I simply had to get my hands on a pair of 980s to test the configuration – and knowing how hard it would be to get them, I snatched the cards at 2 AM, the minute they were available. When they arrived, I quickly built the second test system in a temporary test bench case, and spent the weekend verifying that everything would run well using Silverstone’s 600W SFX PSU. The verdict: at stock speeds, even this beast of a system could run full tilt, with plenty of power to spare.

Further encouraged by these findings, I set out again to get the engineering work done, so that a prototype could be made. However, there was a catch: although my SketchUp models were a great starting point, they were hard to have taken seriously by most manufacturers, since they’re used to working with CAD files from expensive and sophisticated programs like SolidWorks. Thus, I ended up spending most of October tweaking the design in SketchUp, so it’d be easier for an engineer to work with come time to manufacture.
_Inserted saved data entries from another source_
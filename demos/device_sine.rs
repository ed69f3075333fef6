//! Play a sine wave on a hardware output device.
//!
//! Run with: cargo run --example device_sine --features cpal_io
//!
//! Lists available devices and lets you pick one, then plays 440Hz for a few
//! seconds.

use std::f32::consts::TAU;
use std::io::{self, Write};
use std::thread::sleep;
use std::time::Duration;

use klangnetz::io::cpal::CpalDevice;
use klangnetz::io::IoDevice;
use klangnetz::{Graph, GraphNode, GraphNodeArgs};

fn main() {
    tracing_subscriber::fmt::init();

    let devices = CpalDevice::list_outputs();
    if devices.is_empty() {
        eprintln!("No audio output devices found!");
        return;
    }

    println!("Available audio output devices:");
    for (i, device) in devices.iter().enumerate() {
        println!(
            "  [{}] {} ({}Hz, {} ch)",
            i,
            device.name(),
            device.sample_rate(),
            device.channels()
        );
    }

    print!("\nSelect device [0]: ");
    io::stdout().flush().unwrap();

    let mut input = String::new();
    io::stdin().read_line(&mut input).unwrap();
    let choice: usize = input.trim().parse().unwrap_or(0);

    let device = devices.into_iter().nth(choice).unwrap_or_else(|| {
        println!("Invalid choice, using default device");
        CpalDevice::default_output().expect("No default device")
    });
    let format = device.output_format().expect("output device without a format");

    println!("\nUsing: {} @ {}Hz", device.name(), device.sample_rate());

    let graph = Graph::new();
    graph.add_io(Some(device));

    let sine = GraphNode::new(GraphNodeArgs::with_buses(0, 1));
    sine.set_render_handler(|args| {
        let start = args.time.sample_time;
        let rate = args.time.sample_rate as f32;
        for ch in 0..args.buffer.format().buffer_count() {
            for (i, sample) in args.buffer.data_mut(ch).iter_mut().enumerate() {
                let t = (start + i as i64) as f32 / rate;
                *sample = 0.25 * (TAU * 440.0 * t).sin();
            }
        }
    });
    graph.connect_output(&sine, format).unwrap();

    graph.start_render().unwrap();
    println!("Playing 440Hz sine wave...");
    sleep(Duration::from_secs(3));
    graph.stop();
}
Luckily, in the end I contacted Protocase of Nova Scotia, Canada, and they were very friendly and more than willing to work with the models I had made. After a misplaced decimal caused a misquote of $8000 for the initial estimate (an error that inspired a week of design optimizations), they eventually quoted me at $2600 to create the very first unit of Project Nova. And by mid-November, I gave them the go-ahead to start the engineering work.

Of course, as with everything else in this project, it wasn't that simple - I ended up spending the next several weeks working with the engineers to fine-tune the design for manufacturing. But, by the end of December, the prototype would finally arrive at my doorstep, ready to be tested.